§ **EXERCISE DIRECTIONS**
Return every line below in which "CrcMismatch" appears.

(Stored items)

____________

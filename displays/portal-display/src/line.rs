//! Line content format
//!
//! A line is described by 19 bytes:
//!
//! ```text
//! [0]      left icon (space for none)
//! [1]      format byte
//! [2..18]  16 glyph codes
//! [18]     right icon (codes >= 0x80 only)
//! ```

use portal_protocol::LINE_CONTENT_LEN;

/// Index of the left icon
pub const LEFT_ICON: usize = 0;

/// Index of the format byte
pub const FORMAT: usize = 1;

/// Range of the glyph codes
pub const TEXT: core::ops::Range<usize> = 2..LINE_CONTENT_LEN - 1;

/// Index of the right icon
pub const RIGHT_ICON: usize = LINE_CONTENT_LEN - 1;

/// Format byte flags
#[derive(Debug, Clone, Copy, Default, PartialEq, Eq)]
#[cfg_attr(feature = "defmt", derive(defmt::Format))]
pub struct Format(pub u8);

impl Format {
    /// Light text on a dark line
    pub const INVERTED: u8 = 0x01;
    /// Left alignment
    pub const ALIGN_LEFT: u8 = 0x02;
    /// Right alignment
    pub const ALIGN_RIGHT: u8 = 0x04;
    /// Centered (both alignment bits)
    pub const ALIGN_CENTER: u8 = 0x06;
    /// Blinking glyphs are in their hidden phase
    pub const BLINKED: u8 = 0x80;

    const ALIGN_MASK: u8 = 0x06;

    /// Line is inverted
    pub fn inverted(self) -> bool {
        self.0 & Self::INVERTED != 0
    }

    /// Blinking glyphs are hidden
    pub fn blinked(self) -> bool {
        self.0 & Self::BLINKED != 0
    }

    /// Same flags with the hidden phase set or cleared
    pub fn with_blinked(self, hidden: bool) -> Self {
        if hidden {
            Format(self.0 | Self::BLINKED)
        } else {
            Format(self.0 & !Self::BLINKED)
        }
    }

    /// Horizontal alignment; no alignment bits means left
    pub fn alignment(self) -> Alignment {
        match self.0 & Self::ALIGN_MASK {
            Self::ALIGN_RIGHT => Alignment::Right,
            Self::ALIGN_CENTER => Alignment::Center,
            _ => Alignment::Left,
        }
    }

    /// Column fill for this line: all rows set when inverted
    pub fn inversion_mask(self) -> u16 {
        if self.inverted() {
            0xFFFF
        } else {
            0
        }
    }
}

/// Horizontal text alignment
#[derive(Debug, Clone, Copy, PartialEq, Eq)]
#[cfg_attr(feature = "defmt", derive(defmt::Format))]
pub enum Alignment {
    Left,
    Right,
    Center,
}

#[cfg(test)]
mod tests {
    use super::*;

    #[test]
    fn test_alignment_bits() {
        assert_eq!(Format(0).alignment(), Alignment::Left);
        assert_eq!(Format(0x02).alignment(), Alignment::Left);
        assert_eq!(Format(0x04).alignment(), Alignment::Right);
        assert_eq!(Format(0x06).alignment(), Alignment::Center);
        assert_eq!(Format(0x87).alignment(), Alignment::Center);
    }

    #[test]
    fn test_inversion_and_blink() {
        let format = Format(Format::INVERTED | Format::ALIGN_RIGHT);
        assert_eq!(format.inversion_mask(), 0xFFFF);
        assert!(!format.blinked());
        assert!(format.with_blinked(true).blinked());
        assert_eq!(format.with_blinked(true).with_blinked(false), format);
        assert_eq!(Format(0).inversion_mask(), 0);
    }

    #[test]
    fn test_content_layout() {
        assert_eq!(TEXT.len(), 16);
        assert_eq!(RIGHT_ICON, 18);
    }
}
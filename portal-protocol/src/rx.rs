//! Receive state machine
//!
//! One received byte drives one transition:
//!
//! ```text
//! Idle ─STX─► PacketNumber ─2 hex─► CommandId ─2 hex─► Payload ─n bytes─► Crc ─4 hex─► AwaitEtx ─ETX─► Idle
//!                                        └──────── no payload ────────────┘
//! ```
//!
//! The packet number, command and payload characters are folded into the
//! running CRC as received, the CRC characters are not. Any decode,
//! validation or checksum failure arms an error response on the current
//! slot and returns to `Idle`.

use crate::command::{Command, CommandId, Status};
use crate::crc::Crc16Arc;
use crate::frame::{nibble_from_ascii, ETX, STX};
use crate::slot::{AckStatus, SlotRing};

/// Frame rejection reasons
#[derive(Debug, Clone, Copy, PartialEq, Eq)]
#[cfg_attr(feature = "defmt", derive(defmt::Format))]
pub enum RxError {
    /// Character outside `0-9A-F` inside a hex field
    InvalidHex,
    /// Command id 0 or beyond the catalog
    InvalidCommand,
    /// Request payload failed the command's validator
    InvalidPayload,
    /// Transmitted CRC differs from the computed one
    CrcMismatch,
}

/// Result of feeding one byte
#[derive(Debug, Clone, Copy, PartialEq, Eq)]
#[cfg_attr(feature = "defmt", derive(defmt::Format))]
pub enum RxEvent {
    /// Byte consumed, frame not finished (or noise outside a frame)
    Pending,
    /// Valid frame terminated by ETX, ready for dispatch
    Complete,
    /// Frame rejected, error response armed
    Rejected(RxError),
    /// Frame abandoned before ETX, no response
    Discarded,
    /// STX refused: every slot still holds a pending response
    Refused,
}

#[derive(Debug, Clone, Copy, PartialEq, Eq)]
#[cfg_attr(feature = "defmt", derive(defmt::Format))]
enum State {
    Idle,
    PacketNumber,
    CommandId,
    Payload(CommandId),
    Crc,
    AwaitEtx,
}

/// Byte-driven frame receiver
#[derive(Debug, Clone)]
pub struct Receiver {
    state: State,
    crc: Crc16Arc,
    /// Value accumulated from the hex digits of the current field
    acc: u16,
    /// Hex digits accumulated so far
    digits: u8,
}

impl Default for Receiver {
    fn default() -> Self {
        Self::new()
    }
}

impl Receiver {
    /// Create an idle receiver
    pub const fn new() -> Self {
        Self {
            state: State::Idle,
            crc: Crc16Arc::new(),
            acc: 0,
            digits: 0,
        }
    }

    /// True between STX and the end of the frame
    pub fn in_frame(&self) -> bool {
        self.state != State::Idle
    }

    /// Feed one received byte
    pub fn receive(&mut self, byte: u8, ring: &mut SlotRing) -> RxEvent {
        match self.state {
            State::Idle => self.on_idle(byte, ring),
            State::AwaitEtx => match byte {
                ETX => {
                    self.state = State::Idle;
                    RxEvent::Complete
                }
                _ => {
                    ring.rx_slot_mut().clear();
                    self.state = State::Idle;
                    RxEvent::Discarded
                }
            },
            State::Crc => match self.push_digit(byte, 4) {
                Err(error) => self.reject(error, ring),
                Ok(None) => RxEvent::Pending,
                Ok(Some(received)) => {
                    let computed = self.crc.value();
                    let slot = ring.rx_slot_mut();
                    slot.received_crc = received;
                    slot.computed_crc = computed;
                    if received != computed {
                        return self.reject(RxError::CrcMismatch, ring);
                    }
                    self.state = State::AwaitEtx;
                    RxEvent::Pending
                }
            },
            State::PacketNumber | State::CommandId | State::Payload(_) => {
                self.crc.update(byte);
                match self.push_digit(byte, 2) {
                    Err(error) => self.reject(error, ring),
                    Ok(None) => RxEvent::Pending,
                    Ok(Some(value)) => self.on_field(value as u8, ring),
                }
            }
        }
    }

    fn on_idle(&mut self, byte: u8, ring: &mut SlotRing) -> RxEvent {
        if byte != STX {
            return RxEvent::Pending;
        }
        if !ring.begin_frame() {
            self.state = State::Idle;
            return RxEvent::Refused;
        }
        ring.rx_slot_mut().status = Status::NoError;
        self.crc = Crc16Arc::new();
        self.acc = 0;
        self.digits = 0;
        self.state = State::PacketNumber;
        RxEvent::Pending
    }

    /// Accumulate one hex digit; yields the field value after `len` digits
    fn push_digit(&mut self, byte: u8, len: u8) -> Result<Option<u16>, RxError> {
        let nibble = nibble_from_ascii(byte).ok_or(RxError::InvalidHex)?;
        self.acc = self.acc << 4 | nibble as u16;
        self.digits += 1;
        if self.digits < len {
            return Ok(None);
        }
        let value = self.acc;
        self.acc = 0;
        self.digits = 0;
        Ok(Some(value))
    }

    fn on_field(&mut self, value: u8, ring: &mut SlotRing) -> RxEvent {
        let slot = ring.rx_slot_mut();
        match self.state {
            State::PacketNumber => {
                slot.packet_number = value;
                self.state = State::CommandId;
            }
            State::CommandId => {
                slot.raw_command = value;
                let Some(id) = CommandId::from_id(value) else {
                    return self.reject(RxError::InvalidCommand, ring);
                };
                self.state = if id.request_len() == 0 {
                    slot.command = Command::decode(id, &[]);
                    State::Crc
                } else {
                    State::Payload(id)
                };
            }
            State::Payload(id) => {
                if slot.payload.push(value).is_err() {
                    return self.reject(RxError::InvalidPayload, ring);
                }
                if slot.payload.len() == id.request_len() {
                    match Command::decode(id, &slot.payload) {
                        Some(command) => {
                            slot.command = Some(command);
                            self.state = State::Crc;
                        }
                        None => return self.reject(RxError::InvalidPayload, ring),
                    }
                }
            }
            State::Idle | State::Crc | State::AwaitEtx => {}
        }
        RxEvent::Pending
    }

    fn reject(&mut self, error: RxError, ring: &mut SlotRing) -> RxEvent {
        let slot = ring.rx_slot_mut();
        slot.status = Status::Error;
        slot.command = None;
        slot.ack = AckStatus::ToBeSend;
        self.state = State::Idle;
        self.acc = 0;
        self.digits = 0;
        RxEvent::Rejected(error)
    }
}

#[cfg(test)]
mod tests {
    use super::*;
    use crate::command::BuzzerParam;
    use crate::frame::encode_to_vec;

    fn feed(rx: &mut Receiver, ring: &mut SlotRing, bytes: &[u8]) -> RxEvent {
        let mut last = RxEvent::Pending;
        for &b in bytes {
            last = rx.receive(b, ring);
            if last != RxEvent::Pending {
                break;
            }
        }
        last
    }

    #[test]
    fn test_valid_frame_completes() {
        let mut rx = Receiver::new();
        let mut ring = SlotRing::new();
        let frame = encode_to_vec(0x21, 0x07, &[0x00, 0x0A]).unwrap();

        assert_eq!(feed(&mut rx, &mut ring, &frame), RxEvent::Complete);
        let slot = ring.rx_slot();
        assert_eq!(slot.packet_number, 0x21);
        assert_eq!(slot.status, Status::NoError);
        assert_eq!(slot.received_crc, slot.computed_crc);
        assert_eq!(
            slot.command,
            Some(Command::BuzzerParam(BuzzerParam::Frequency(0x0A)))
        );
        // Dispatch arms the response, not the receiver
        assert_eq!(slot.ack, AckStatus::NotReady);
        assert!(!rx.in_frame());
    }

    #[test]
    fn test_noise_before_stx_is_ignored() {
        let mut rx = Receiver::new();
        let mut ring = SlotRing::new();
        assert_eq!(feed(&mut rx, &mut ring, b"\x00\x03ZZ"), RxEvent::Pending);
        assert!(!rx.in_frame());

        let frame = encode_to_vec(0x01, 0x04, &[]).unwrap();
        assert_eq!(feed(&mut rx, &mut ring, &frame), RxEvent::Complete);
        assert_eq!(ring.rx_slot().command, Some(Command::Clear));
    }

    #[test]
    fn test_lowercase_hex_rejected() {
        let mut rx = Receiver::new();
        let mut ring = SlotRing::new();
        assert_eq!(
            feed(&mut rx, &mut ring, b"\x020a"),
            RxEvent::Rejected(RxError::InvalidHex)
        );
        assert_eq!(ring.rx_slot().status, Status::Error);
        assert_eq!(ring.rx_slot().ack, AckStatus::ToBeSend);
    }

    #[test]
    fn test_unknown_command_rejected() {
        for id in [0x00u8, 0x09, 0x3F] {
            let mut rx = Receiver::new();
            let mut ring = SlotRing::new();
            let frame = encode_to_vec(0x05, id, &[]).unwrap();
            assert_eq!(
                feed(&mut rx, &mut ring, &frame),
                RxEvent::Rejected(RxError::InvalidCommand)
            );
            assert_eq!(ring.rx_slot().response_command(), id | 0x80);
        }
    }

    #[test]
    fn test_invalid_payload_rejected() {
        let mut rx = Receiver::new();
        let mut ring = SlotRing::new();
        let frame = encode_to_vec(0x01, 0x03, &[0x02]).unwrap();
        assert_eq!(
            feed(&mut rx, &mut ring, &frame),
            RxEvent::Rejected(RxError::InvalidPayload)
        );
        assert_eq!(ring.rx_slot().command, None);
    }

    #[test]
    fn test_crc_mismatch_rejected() {
        let mut rx = Receiver::new();
        let mut ring = SlotRing::new();
        let mut frame = encode_to_vec(0x01, 0x06, &[]).unwrap();
        frame[5] = if frame[5] == b'0' { b'1' } else { b'0' };
        assert_eq!(
            feed(&mut rx, &mut ring, &frame),
            RxEvent::Rejected(RxError::CrcMismatch)
        );
        let slot = ring.rx_slot();
        assert_ne!(slot.received_crc, slot.computed_crc);
    }

    #[test]
    fn test_missing_etx_discards() {
        let mut rx = Receiver::new();
        let mut ring = SlotRing::new();
        let frame = encode_to_vec(0x01, 0x06, &[]).unwrap();
        assert_eq!(feed(&mut rx, &mut ring, &frame[..9]), RxEvent::Pending);
        assert_eq!(rx.receive(b'X', &mut ring), RxEvent::Discarded);
        assert_eq!(ring.rx_slot().ack, AckStatus::NotReady);
        assert_eq!(ring.rx_slot().command, None);
    }

    #[test]
    fn test_stx_before_etx_discards() {
        let mut rx = Receiver::new();
        let mut ring = SlotRing::new();
        let first = encode_to_vec(0x01, 0x06, &[]).unwrap();
        let second = encode_to_vec(0x02, 0x04, &[]).unwrap();
        feed(&mut rx, &mut ring, &first[..9]);

        // STX in place of ETX is noise, it does not open a frame
        assert_eq!(rx.receive(STX, &mut ring), RxEvent::Discarded);
        assert!(!rx.in_frame());
        assert_eq!(ring.rx_slot().ack, AckStatus::NotReady);
        assert_eq!(ring.rx_slot().command, None);

        assert_eq!(feed(&mut rx, &mut ring, &second), RxEvent::Complete);
        assert_eq!(ring.rx_index(), 0);
        assert_eq!(ring.rx_slot().packet_number, 0x02);
        assert_eq!(ring.rx_slot().command, Some(Command::Clear));
    }

    #[test]
    fn test_stx_inside_field_is_invalid() {
        let mut rx = Receiver::new();
        let mut ring = SlotRing::new();
        assert_eq!(
            feed(&mut rx, &mut ring, b"\x020\x02"),
            RxEvent::Rejected(RxError::InvalidHex)
        );
    }

    #[test]
    fn test_full_ring_refuses_frame() {
        let mut rx = Receiver::new();
        let mut ring = SlotRing::new();
        let frame = encode_to_vec(0x01, 0x00, &[]).unwrap();
        for _ in 0..crate::slot::SLOT_COUNT {
            assert_eq!(
                feed(&mut rx, &mut ring, &frame),
                RxEvent::Rejected(RxError::InvalidCommand)
            );
        }
        assert_eq!(rx.receive(STX, &mut ring), RxEvent::Refused);
        assert!(!rx.in_frame());
    }
}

____________

§ **REPLY**
    CrcMismatch,
                        return self.reject(RxError::CrcMismatch, ring);
            RxEvent::Rejected(RxError::CrcMismatch)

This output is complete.